__Work instruction__. A single number is expected: the count of lines in the records below that contain "disabled".
___ Data to use ___
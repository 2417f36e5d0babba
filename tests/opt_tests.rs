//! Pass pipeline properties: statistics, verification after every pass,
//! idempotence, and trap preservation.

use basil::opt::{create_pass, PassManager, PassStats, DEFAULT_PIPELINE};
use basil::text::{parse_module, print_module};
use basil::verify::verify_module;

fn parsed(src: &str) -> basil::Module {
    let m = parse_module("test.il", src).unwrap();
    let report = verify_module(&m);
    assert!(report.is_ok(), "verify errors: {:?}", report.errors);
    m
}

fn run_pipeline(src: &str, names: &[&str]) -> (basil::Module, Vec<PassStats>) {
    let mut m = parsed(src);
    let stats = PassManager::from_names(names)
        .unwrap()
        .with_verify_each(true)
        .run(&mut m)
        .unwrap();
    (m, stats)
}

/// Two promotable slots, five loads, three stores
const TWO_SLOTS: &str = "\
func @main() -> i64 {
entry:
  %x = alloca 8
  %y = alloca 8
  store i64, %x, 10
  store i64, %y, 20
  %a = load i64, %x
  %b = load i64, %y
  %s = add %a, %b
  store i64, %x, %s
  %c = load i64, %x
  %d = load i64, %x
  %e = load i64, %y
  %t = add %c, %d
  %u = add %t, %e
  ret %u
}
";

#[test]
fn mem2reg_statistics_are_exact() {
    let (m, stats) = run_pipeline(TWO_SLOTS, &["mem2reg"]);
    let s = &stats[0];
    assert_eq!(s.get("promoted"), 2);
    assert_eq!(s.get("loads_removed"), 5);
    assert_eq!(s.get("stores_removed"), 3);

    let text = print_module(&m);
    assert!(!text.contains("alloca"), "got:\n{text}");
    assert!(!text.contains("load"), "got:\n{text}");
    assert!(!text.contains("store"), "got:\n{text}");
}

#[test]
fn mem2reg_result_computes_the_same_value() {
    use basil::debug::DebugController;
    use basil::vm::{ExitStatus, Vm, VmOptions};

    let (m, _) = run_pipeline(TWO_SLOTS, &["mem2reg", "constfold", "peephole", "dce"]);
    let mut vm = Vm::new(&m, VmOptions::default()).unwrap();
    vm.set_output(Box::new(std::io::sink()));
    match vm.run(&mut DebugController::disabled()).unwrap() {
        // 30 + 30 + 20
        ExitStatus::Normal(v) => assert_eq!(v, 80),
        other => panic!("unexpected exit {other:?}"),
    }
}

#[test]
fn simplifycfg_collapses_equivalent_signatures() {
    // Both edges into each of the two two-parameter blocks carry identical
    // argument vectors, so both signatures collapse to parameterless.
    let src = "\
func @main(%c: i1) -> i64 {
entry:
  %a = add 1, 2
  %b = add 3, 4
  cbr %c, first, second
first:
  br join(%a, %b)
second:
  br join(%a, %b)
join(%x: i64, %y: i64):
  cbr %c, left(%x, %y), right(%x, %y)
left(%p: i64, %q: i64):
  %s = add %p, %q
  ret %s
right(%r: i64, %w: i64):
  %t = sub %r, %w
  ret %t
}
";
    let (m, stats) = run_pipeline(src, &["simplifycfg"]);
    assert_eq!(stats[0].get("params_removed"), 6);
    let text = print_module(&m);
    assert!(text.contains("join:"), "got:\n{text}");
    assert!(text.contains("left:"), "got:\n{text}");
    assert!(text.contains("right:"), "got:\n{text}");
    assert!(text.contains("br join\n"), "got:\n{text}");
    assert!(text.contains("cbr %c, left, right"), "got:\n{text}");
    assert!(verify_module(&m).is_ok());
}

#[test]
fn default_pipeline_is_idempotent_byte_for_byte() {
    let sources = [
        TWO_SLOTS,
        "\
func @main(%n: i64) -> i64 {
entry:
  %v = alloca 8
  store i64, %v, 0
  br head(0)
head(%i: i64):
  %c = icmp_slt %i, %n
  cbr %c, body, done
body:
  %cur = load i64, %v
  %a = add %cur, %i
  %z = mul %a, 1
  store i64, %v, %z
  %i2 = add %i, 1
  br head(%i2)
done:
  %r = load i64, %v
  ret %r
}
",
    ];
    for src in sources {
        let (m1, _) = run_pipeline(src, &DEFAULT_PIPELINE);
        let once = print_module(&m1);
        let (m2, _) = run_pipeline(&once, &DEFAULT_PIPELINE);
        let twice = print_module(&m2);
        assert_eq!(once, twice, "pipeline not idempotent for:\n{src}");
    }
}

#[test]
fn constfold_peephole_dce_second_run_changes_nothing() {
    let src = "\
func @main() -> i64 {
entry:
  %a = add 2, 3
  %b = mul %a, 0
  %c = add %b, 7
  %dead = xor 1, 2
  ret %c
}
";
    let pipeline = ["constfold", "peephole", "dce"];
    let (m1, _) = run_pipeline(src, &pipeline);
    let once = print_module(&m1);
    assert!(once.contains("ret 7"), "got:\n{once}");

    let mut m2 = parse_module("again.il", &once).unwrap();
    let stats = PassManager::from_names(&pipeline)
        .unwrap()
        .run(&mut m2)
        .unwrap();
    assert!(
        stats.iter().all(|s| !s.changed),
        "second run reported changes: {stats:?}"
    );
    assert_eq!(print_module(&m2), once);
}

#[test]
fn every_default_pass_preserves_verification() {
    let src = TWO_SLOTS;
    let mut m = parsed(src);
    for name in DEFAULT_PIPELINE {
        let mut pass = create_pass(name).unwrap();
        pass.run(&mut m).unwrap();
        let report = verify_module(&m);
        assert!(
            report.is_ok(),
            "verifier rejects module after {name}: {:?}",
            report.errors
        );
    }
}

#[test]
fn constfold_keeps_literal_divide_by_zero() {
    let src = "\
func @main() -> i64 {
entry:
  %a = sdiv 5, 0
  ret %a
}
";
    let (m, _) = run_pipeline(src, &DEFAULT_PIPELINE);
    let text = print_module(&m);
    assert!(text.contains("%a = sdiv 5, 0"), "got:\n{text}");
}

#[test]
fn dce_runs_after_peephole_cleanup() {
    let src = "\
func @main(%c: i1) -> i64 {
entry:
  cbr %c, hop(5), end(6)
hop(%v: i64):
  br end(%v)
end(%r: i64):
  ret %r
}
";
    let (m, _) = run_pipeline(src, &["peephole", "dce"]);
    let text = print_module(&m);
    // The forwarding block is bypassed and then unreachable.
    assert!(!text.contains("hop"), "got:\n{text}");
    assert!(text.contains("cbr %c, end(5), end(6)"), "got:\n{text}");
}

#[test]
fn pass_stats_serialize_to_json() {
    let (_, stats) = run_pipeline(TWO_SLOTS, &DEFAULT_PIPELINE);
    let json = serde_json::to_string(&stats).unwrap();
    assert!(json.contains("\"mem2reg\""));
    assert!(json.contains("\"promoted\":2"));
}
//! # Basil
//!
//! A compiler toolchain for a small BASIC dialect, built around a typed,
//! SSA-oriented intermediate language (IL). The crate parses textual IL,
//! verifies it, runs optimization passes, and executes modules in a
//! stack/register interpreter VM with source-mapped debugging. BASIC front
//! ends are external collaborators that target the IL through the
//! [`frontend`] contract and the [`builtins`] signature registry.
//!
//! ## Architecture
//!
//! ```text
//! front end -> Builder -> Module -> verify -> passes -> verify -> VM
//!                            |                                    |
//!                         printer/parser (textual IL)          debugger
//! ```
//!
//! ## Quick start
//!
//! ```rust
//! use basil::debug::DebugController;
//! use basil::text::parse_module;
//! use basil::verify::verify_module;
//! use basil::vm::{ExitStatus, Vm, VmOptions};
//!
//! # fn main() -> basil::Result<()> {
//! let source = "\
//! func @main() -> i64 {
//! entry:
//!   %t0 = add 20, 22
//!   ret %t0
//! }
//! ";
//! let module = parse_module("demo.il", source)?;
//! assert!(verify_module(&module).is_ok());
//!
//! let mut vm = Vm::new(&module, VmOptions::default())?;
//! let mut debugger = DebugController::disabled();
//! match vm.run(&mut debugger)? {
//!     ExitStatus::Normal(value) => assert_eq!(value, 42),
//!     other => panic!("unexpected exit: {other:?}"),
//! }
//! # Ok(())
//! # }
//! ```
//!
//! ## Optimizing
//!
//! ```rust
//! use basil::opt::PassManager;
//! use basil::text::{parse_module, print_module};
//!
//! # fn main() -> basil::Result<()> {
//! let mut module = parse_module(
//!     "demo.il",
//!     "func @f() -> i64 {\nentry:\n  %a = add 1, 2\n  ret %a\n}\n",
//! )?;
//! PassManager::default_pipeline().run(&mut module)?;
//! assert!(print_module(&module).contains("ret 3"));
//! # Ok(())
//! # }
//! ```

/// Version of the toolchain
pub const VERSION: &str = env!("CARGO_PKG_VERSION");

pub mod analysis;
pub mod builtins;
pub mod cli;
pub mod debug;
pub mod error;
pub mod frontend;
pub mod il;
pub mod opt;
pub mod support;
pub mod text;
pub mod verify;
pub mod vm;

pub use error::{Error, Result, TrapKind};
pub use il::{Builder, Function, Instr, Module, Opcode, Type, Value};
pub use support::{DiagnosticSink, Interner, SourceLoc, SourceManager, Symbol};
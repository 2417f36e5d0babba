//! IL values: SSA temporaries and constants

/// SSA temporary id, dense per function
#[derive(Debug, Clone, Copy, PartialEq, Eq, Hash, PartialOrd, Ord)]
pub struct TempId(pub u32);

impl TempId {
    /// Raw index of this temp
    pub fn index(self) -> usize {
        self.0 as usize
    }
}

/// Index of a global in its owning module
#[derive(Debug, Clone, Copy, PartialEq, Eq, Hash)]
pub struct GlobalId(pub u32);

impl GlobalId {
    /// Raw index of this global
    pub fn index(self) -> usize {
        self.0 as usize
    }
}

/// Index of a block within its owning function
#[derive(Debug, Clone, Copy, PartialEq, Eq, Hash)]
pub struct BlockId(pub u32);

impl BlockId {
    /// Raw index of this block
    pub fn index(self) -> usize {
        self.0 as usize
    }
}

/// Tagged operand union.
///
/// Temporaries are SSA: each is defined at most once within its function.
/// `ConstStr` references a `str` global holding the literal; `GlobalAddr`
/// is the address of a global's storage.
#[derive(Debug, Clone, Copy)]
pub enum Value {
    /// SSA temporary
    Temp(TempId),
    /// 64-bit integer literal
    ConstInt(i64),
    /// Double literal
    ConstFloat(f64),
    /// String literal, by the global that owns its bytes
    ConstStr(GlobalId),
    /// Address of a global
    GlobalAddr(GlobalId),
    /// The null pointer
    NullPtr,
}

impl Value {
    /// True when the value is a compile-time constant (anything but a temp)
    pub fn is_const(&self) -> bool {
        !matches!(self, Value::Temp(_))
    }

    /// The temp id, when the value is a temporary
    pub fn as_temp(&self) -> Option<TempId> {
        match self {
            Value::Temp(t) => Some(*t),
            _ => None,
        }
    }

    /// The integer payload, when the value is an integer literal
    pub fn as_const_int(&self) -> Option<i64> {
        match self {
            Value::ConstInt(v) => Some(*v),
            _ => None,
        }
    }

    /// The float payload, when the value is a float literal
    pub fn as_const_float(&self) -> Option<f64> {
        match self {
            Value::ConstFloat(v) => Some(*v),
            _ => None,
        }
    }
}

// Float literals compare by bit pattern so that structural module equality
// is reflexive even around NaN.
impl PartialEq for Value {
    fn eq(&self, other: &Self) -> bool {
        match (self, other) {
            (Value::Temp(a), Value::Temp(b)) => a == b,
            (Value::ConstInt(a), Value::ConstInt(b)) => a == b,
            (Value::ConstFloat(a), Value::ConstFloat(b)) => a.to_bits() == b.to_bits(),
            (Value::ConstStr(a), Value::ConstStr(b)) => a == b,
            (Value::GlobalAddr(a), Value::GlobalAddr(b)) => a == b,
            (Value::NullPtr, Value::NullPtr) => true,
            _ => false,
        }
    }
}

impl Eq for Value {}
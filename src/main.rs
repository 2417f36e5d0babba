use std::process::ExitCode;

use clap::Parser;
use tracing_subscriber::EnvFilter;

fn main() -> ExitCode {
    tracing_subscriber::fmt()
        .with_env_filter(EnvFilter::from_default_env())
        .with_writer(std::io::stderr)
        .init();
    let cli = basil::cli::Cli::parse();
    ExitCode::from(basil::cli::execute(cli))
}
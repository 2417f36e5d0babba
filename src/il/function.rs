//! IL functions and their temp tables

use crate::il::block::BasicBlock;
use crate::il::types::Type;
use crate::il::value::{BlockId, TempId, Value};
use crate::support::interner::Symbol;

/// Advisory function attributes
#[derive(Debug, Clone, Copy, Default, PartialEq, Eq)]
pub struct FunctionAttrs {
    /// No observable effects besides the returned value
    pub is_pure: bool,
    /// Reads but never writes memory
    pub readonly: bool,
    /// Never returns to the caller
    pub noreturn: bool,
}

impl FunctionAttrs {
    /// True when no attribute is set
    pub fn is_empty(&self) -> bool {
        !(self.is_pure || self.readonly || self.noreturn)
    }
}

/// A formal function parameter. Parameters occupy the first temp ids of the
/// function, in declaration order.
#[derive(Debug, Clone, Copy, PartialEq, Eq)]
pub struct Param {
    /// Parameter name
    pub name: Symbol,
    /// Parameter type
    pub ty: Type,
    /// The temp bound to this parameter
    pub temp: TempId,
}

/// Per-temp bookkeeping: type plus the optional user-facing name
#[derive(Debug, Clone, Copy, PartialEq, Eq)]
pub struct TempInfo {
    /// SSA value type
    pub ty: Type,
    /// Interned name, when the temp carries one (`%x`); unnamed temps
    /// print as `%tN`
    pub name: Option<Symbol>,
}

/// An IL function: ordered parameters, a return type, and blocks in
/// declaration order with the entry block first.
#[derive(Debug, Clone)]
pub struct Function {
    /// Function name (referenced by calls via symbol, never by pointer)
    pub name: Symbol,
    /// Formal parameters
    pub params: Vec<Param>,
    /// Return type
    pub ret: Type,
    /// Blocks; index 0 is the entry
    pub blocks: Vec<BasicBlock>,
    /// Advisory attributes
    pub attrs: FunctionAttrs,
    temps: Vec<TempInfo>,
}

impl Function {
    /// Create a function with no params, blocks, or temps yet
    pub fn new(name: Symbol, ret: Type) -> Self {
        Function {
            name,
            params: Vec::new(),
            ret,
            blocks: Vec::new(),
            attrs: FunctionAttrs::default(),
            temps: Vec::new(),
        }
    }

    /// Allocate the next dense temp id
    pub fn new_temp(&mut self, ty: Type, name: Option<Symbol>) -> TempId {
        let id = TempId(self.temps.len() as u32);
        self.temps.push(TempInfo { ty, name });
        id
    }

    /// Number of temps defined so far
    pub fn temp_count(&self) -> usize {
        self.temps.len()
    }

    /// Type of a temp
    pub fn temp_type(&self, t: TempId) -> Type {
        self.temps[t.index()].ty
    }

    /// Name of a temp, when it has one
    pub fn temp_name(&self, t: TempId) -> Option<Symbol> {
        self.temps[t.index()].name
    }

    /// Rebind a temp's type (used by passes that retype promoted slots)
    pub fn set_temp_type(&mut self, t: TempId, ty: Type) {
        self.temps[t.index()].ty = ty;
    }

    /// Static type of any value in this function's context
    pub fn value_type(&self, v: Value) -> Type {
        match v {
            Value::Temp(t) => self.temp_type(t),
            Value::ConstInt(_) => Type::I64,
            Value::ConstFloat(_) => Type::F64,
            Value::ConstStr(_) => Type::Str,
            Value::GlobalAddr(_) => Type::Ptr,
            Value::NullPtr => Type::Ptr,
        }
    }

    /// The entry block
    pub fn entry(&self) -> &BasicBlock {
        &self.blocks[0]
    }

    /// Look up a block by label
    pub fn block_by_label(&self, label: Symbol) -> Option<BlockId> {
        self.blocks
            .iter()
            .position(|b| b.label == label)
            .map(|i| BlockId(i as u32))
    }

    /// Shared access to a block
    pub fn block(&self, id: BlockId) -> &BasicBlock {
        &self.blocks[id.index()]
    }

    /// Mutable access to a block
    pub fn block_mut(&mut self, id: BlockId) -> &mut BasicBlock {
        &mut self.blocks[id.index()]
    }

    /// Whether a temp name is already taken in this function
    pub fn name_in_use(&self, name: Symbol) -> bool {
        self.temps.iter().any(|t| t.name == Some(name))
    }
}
___
__Exercise solution__. 2